Production of high technology products consumes large quantities of rare earth elements (REE), driving up demand and their spread. As a result, concerns have been raised regarding the environmental impact of REE . The dissemination of REE in the environment is controlled by transfer mechanisms depending on environmental physicochemical-parameters and REE speciation. This speciation is predominantly controlled by their binding to solid surfaces, particularly colloids. Colloids composed of organic matter (OM) and iron (Fe) have garnered interest due to their ubiquity and increasing abundance in natural waters as a response to global climate change. The reactivity of these colloids is governed by their structural organization and the availability of surface sites.
In this study, we aim to investigate the influence of pH on the binding of REE to these colloids and their subsequent mobility in the environment. Iron-OM colloids were synthesized through OM titration with Fe(II) solution at pH 6.5. Adsorption experiments of REE (la to Lu) by the colloids were performed at pH 6 and 4, with an ionic strength of 0.05 mol L-1 (NaCl) and a range of REE/Fe molar ratios (0.0008 to 0.1).

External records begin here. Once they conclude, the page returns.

//! Terminal rendering for the chat loop.
//!
//! The controller only says *that* entries changed. [`Transcript`] keeps a
//! copy of what has been printed and turns each change into the lines worth
//! printing: new messages, edits, deletions and read receipts.

use std::collections::{HashMap, HashSet};

use console::style;

use parley_core::store::{Entry, EntryKey};
use parley_types::id::{MessageId, TempId, UserId};
use parley_types::message::Message;

/// Characters of a message id shown next to each line.
pub const SHORT_ID_LEN: usize = 8;

/// A visible change between two snapshots of the conversation.
#[derive(Debug, Clone, PartialEq)]
pub enum TranscriptEvent {
    Added { message: Message, pending: bool },
    Edited(Message),
    Removed(Message),
    /// This many of the local user's messages were newly read.
    Read(usize),
}

/// What has been printed so far.
#[derive(Debug)]
pub struct Transcript {
    self_id: UserId,
    shown: Vec<Entry>,
}

impl Transcript {
    pub fn new(self_id: UserId) -> Self {
        Self {
            self_id,
            shown: Vec::new(),
        }
    }

    /// Diff `entries` against what was shown, then remember `entries`.
    ///
    /// A pending entry that disappears is a failed send, which the caller
    /// reports from the controller's error, so it yields no event here.
    pub fn sync(&mut self, entries: &[&Entry]) -> Vec<TranscriptEvent> {
        let current: HashSet<&EntryKey> = entries.iter().map(|e| &e.key).collect();
        let previous: HashMap<&EntryKey, &Message> =
            self.shown.iter().map(|e| (&e.key, &e.message)).collect();
        let pending_contents: HashSet<&str> = entries
            .iter()
            .filter(|e| e.is_pending())
            .map(|e| e.message.content.as_str())
            .collect();

        let mut events: Vec<TranscriptEvent> = self
            .shown
            .iter()
            .filter(|e| !e.is_pending() && !current.contains(&e.key))
            .map(|e| TranscriptEvent::Removed(e.message.clone()))
            .collect();

        let mut newly_read = 0;
        for entry in entries {
            match previous.get(&entry.key) {
                None => {
                    // A push echo of a message still awaiting confirmation
                    // is already on screen as the pending line.
                    let echo = !entry.is_pending()
                        && entry.message.sender_id == self.self_id
                        && pending_contents.contains(entry.message.content.as_str());
                    if !echo {
                        events.push(TranscriptEvent::Added {
                            message: entry.message.clone(),
                            pending: entry.is_pending(),
                        });
                    }
                }
                Some(old) if old.content != entry.message.content => {
                    events.push(TranscriptEvent::Edited(entry.message.clone()));
                }
                Some(old) => {
                    if !old.is_read
                        && entry.message.is_read
                        && entry.message.sender_id == self.self_id
                    {
                        newly_read += 1;
                    }
                }
            }
        }
        if newly_read > 0 {
            events.push(TranscriptEvent::Read(newly_read));
        }

        self.shown = entries.iter().map(|e| (*e).clone()).collect();
        events
    }

    /// Record that the pending entry `temp_id` is now `id`, so the
    /// confirmation is not mistaken for a new message.
    pub fn confirm(&mut self, temp_id: TempId, id: &MessageId) {
        let pending = EntryKey::Pending(temp_id);
        for entry in self.shown.iter_mut().filter(|e| e.key == pending) {
            entry.key = EntryKey::Confirmed(id.clone());
            entry.message.id = id.clone();
        }
    }

    pub fn len(&self) -> usize {
        self.shown.len()
    }

    /// Forget everything printed, so the next sync prints it all again.
    pub fn reset(&mut self) {
        self.shown.clear();
    }
}

pub fn short_id(id: &MessageId) -> &str {
    let s = id.as_str();
    match s.char_indices().nth(SHORT_ID_LEN) {
        Some((end, _)) => &s[..end],
        None => s,
    }
}

/// One message line: time, author, content, id and delivery marker.
pub fn format_message(message: &Message, self_id: &UserId, pending: bool) -> String {
    let time = message.created_at.with_timezone(&chrono::Local).format("%H:%M");
    let author = if &message.sender_id == self_id {
        style("you".to_string()).green().bold()
    } else {
        let name = message
            .sender
            .as_ref()
            .map(|s| s.full_name.clone())
            .unwrap_or_else(|| message.sender_id.to_string());
        style(name).cyan().bold()
    };

    if pending {
        return format!(
            "  {} {} {} {}",
            style(time).dim(),
            author,
            style(&message.content).dim(),
            style("(sending...)").dim().italic()
        );
    }

    let marker = if &message.sender_id == self_id {
        if message.is_read { " ✓✓" } else { " ✓" }
    } else {
        ""
    };
    let edited = if message.updated_at.is_some_and(|u| u > message.created_at) {
        format!(" {}", style("(edited)").dim())
    } else {
        String::new()
    };
    format!(
        "  {} {} {}{} {}{}",
        style(time).dim(),
        author,
        message.content,
        edited,
        style(short_id(&message.id)).dim(),
        style(marker).dim()
    )
}

pub fn format_event(event: &TranscriptEvent, self_id: &UserId) -> String {
    match event {
        TranscriptEvent::Added { message, pending } => format_message(message, self_id, *pending),
        TranscriptEvent::Edited(message) => format!(
            "  {} {}",
            style("~").yellow(),
            format_message(message, self_id, false).trim_start()
        ),
        TranscriptEvent::Removed(message) => format!(
            "  {} {}",
            style("-").red(),
            style(format!("message {} deleted", short_id(&message.id))).dim()
        ),
        TranscriptEvent::Read(count) => {
            let noun = if *count == 1 { "message" } else { "messages" };
            format!("  {}", style(format!("✓✓ {count} {noun} read")).dim())
        }
    }
}

/// The typing indicator line, or `None` when nobody is typing.
pub fn format_typing(users: &[UserId]) -> Option<String> {
    let names: Vec<&str> = users.iter().map(|u| u.as_str()).collect();
    let text = match names.as_slice() {
        [] => return None,
        [one] => format!("{one} is typing..."),
        many => format!("{} are typing...", many.join(", ")),
    };
    Some(format!("  {}", style(text).dim().italic()))
}

pub fn format_error(message: &str) -> String {
    format!("  {} {}", style("!").red().bold(), message)
}

#[cfg(test)]
mod tests {
    use super::*;
    use chrono::Utc;

    fn message(id: &str, sender: &str, content: &str) -> Message {
        Message {
            id: MessageId::from(id),
            content: content.to_string(),
            sender_id: UserId::from(sender),
            conversation_id: "c1".into(),
            created_at: Utc::now(),
            updated_at: None,
            is_read: false,
            sender: None,
        }
    }

    fn confirmed(id: &str, sender: &str, content: &str) -> Entry {
        Entry {
            key: EntryKey::Confirmed(MessageId::from(id)),
            message: message(id, sender, content),
        }
    }

    fn pending(temp: TempId, content: &str) -> Entry {
        Entry {
            key: EntryKey::Pending(temp),
            message: Message::pending(temp, "c1".into(), "u1".into(), content.to_string()),
        }
    }

    #[test]
    fn first_sync_adds_everything() {
        let mut transcript = Transcript::new("u1".into());
        let a = confirmed("m1", "u2", "hi");
        let b = confirmed("m2", "u1", "hello");

        let events = transcript.sync(&[&a, &b]);
        assert_eq!(events.len(), 2);
        assert!(matches!(&events[0], TranscriptEvent::Added { message, pending: false } if message.id.as_str() == "m1"));
        assert_eq!(transcript.len(), 2);
        assert!(transcript.sync(&[&a, &b]).is_empty());
    }

    #[test]
    fn edits_and_deletes_are_reported() {
        let mut transcript = Transcript::new("u1".into());
        let a = confirmed("m1", "u2", "hi");
        let b = confirmed("m2", "u2", "typo");
        transcript.sync(&[&a, &b]);

        let fixed = confirmed("m2", "u2", "fixed");
        let events = transcript.sync(&[&fixed]);

        assert_eq!(
            events,
            vec![
                TranscriptEvent::Removed(a.message.clone()),
                TranscriptEvent::Edited(fixed.message.clone()),
            ]
        );
    }

    #[test]
    fn confirmation_is_not_a_new_message() {
        let mut transcript = Transcript::new("u1".into());
        let temp = TempId::new();
        let sending = pending(temp, "hello");
        let events = transcript.sync(&[&sending]);
        assert!(matches!(&events[0], TranscriptEvent::Added { pending: true, .. }));

        transcript.confirm(temp, &MessageId::from("m1"));
        let done = confirmed("m1", "u1", "hello");
        assert!(transcript.sync(&[&done]).is_empty());
    }

    #[test]
    fn rolled_back_send_is_not_a_deletion() {
        let mut transcript = Transcript::new("u1".into());
        let sending = pending(TempId::new(), "lost");
        transcript.sync(&[&sending]);

        assert!(transcript.sync(&[]).is_empty());
        assert_eq!(transcript.len(), 0);
    }

    #[test]
    fn early_echo_of_pending_message_is_not_printed_twice() {
        let mut transcript = Transcript::new("u1".into());
        let temp = TempId::new();
        let sending = pending(temp, "hello");
        transcript.sync(&[&sending]);

        let echo = confirmed("m1", "u1", "hello");
        assert!(transcript.sync(&[&sending, &echo]).is_empty());
    }

    #[test]
    fn read_receipts_count_own_messages_only() {
        let mut transcript = Transcript::new("u1".into());
        let mine = confirmed("m1", "u1", "a");
        let theirs = confirmed("m2", "u2", "b");
        transcript.sync(&[&mine, &theirs]);

        let mut mine_read = mine.clone();
        mine_read.message.is_read = true;
        let mut theirs_read = theirs.clone();
        theirs_read.message.is_read = true;

        assert_eq!(
            transcript.sync(&[&mine_read, &theirs_read]),
            vec![TranscriptEvent::Read(1)]
        );
    }

    #[test]
    fn reset_reprints_on_next_sync() {
        let mut transcript = Transcript::new("u1".into());
        let a = confirmed("m1", "u2", "hi");
        transcript.sync(&[&a]);
        transcript.reset();
        assert_eq!(transcript.sync(&[&a]).len(), 1);
    }

    #[test]
    fn short_id_truncates_long_ids() {
        assert_eq!(short_id(&MessageId::from("65f1c0ffee0123456789abcd")), "65f1c0ff");
        assert_eq!(short_id(&MessageId::from("m1")), "m1");
    }

    #[test]
    fn typing_line_names_everyone_typing() {
        assert_eq!(format_typing(&[]), None);
        let line = format_typing(&["u2".into()]).unwrap();
        assert!(line.contains("u2 is typing"));
        let line = format_typing(&["u2".into(), "u3".into()]).unwrap();
        assert!(line.contains("u2, u3 are typing"));
    }

    #[test]
    fn pending_lines_are_marked() {
        let temp = TempId::new();
        let entry = pending(temp, "on its way");
        let line = format_message(&entry.message, &"u1".into(), true);
        assert!(line.contains("on its way"));
        assert!(line.contains("sending"));
    }
}
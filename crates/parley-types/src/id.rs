//! Opaque identifier newtypes.
//!
//! Server-issued identifiers are opaque strings. Wrapping them keeps a
//! `UserId` from being passed where a `ConversationId` is expected.

use serde::{Deserialize, Serialize};
use uuid::Uuid;

use std::fmt;

macro_rules! string_id {
    ($(#[$meta:meta])* $name:ident) => {
        $(#[$meta])*
        #[derive(Debug, Clone, PartialEq, Eq, PartialOrd, Ord, Hash, Serialize, Deserialize)]
        #[serde(transparent)]
        pub struct $name(pub String);

        impl $name {
            pub fn new(id: impl Into<String>) -> Self {
                Self(id.into())
            }

            pub fn as_str(&self) -> &str {
                &self.0
            }
        }

        impl fmt::Display for $name {
            fn fmt(&self, f: &mut fmt::Formatter<'_>) -> fmt::Result {
                f.write_str(&self.0)
            }
        }

        impl From<&str> for $name {
            fn from(id: &str) -> Self {
                Self(id.to_string())
            }
        }

        impl From<String> for $name {
            fn from(id: String) -> Self {
                Self(id)
            }
        }
    };
}

string_id!(
    /// Durable, server-issued message identifier.
    MessageId
);

string_id!(
    /// Identifier of an authenticated user.
    UserId
);

string_id!(
    /// Identifier of a two-party conversation.
    ConversationId
);

/// Prefix that marks client-issued temporary ids when rendered as strings.
pub const TEMP_ID_PREFIX: &str = "tmp-";

/// Client-issued temporary identifier for a message awaiting confirmation.
///
/// UUID v7 keeps temporary ids time-sortable within one client.
#[derive(Debug, Clone, Copy, PartialEq, Eq, Hash, PartialOrd, Ord)]
pub struct TempId(pub Uuid);

impl TempId {
    pub fn new() -> Self {
        Self(Uuid::now_v7())
    }

    /// The placeholder `MessageId` shown for a pending entry.
    pub fn as_message_id(&self) -> MessageId {
        MessageId(self.to_string())
    }
}

impl Default for TempId {
    fn default() -> Self {
        Self::new()
    }
}

impl fmt::Display for TempId {
    fn fmt(&self, f: &mut fmt::Formatter<'_>) -> fmt::Result {
        write!(f, "{TEMP_ID_PREFIX}{}", self.0)
    }
}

The results revealed that REE primarily bind to the OM component of the Fe-OM colloids, and their mobility is controlled by the response of OM to pH conditions. At pH 6, the solubilization of small organic molecules with increasing REE loading no longer solely controls REE mobility, but the strong solubilization of these small organic molecules becomes a contributing factor. In contrast, at pH 4, the Fe-OM colloids bound a lower amount of REE (4.4 mg g-1 compared to 12 mg g-1 at pH 6) but exhibited aggregation. While a major portion of REE remains soluble in solution, those bound to Fe-OM colloids are expected to be immobilized through colloid settlement or trapped within the porosity of soil and sediment.
This study provides insights into the complex interactions between REE and Fe-OM colloids and highlights the importance of pH conditions and colloids occurrence in influencing REE mobility and distribution in the environment.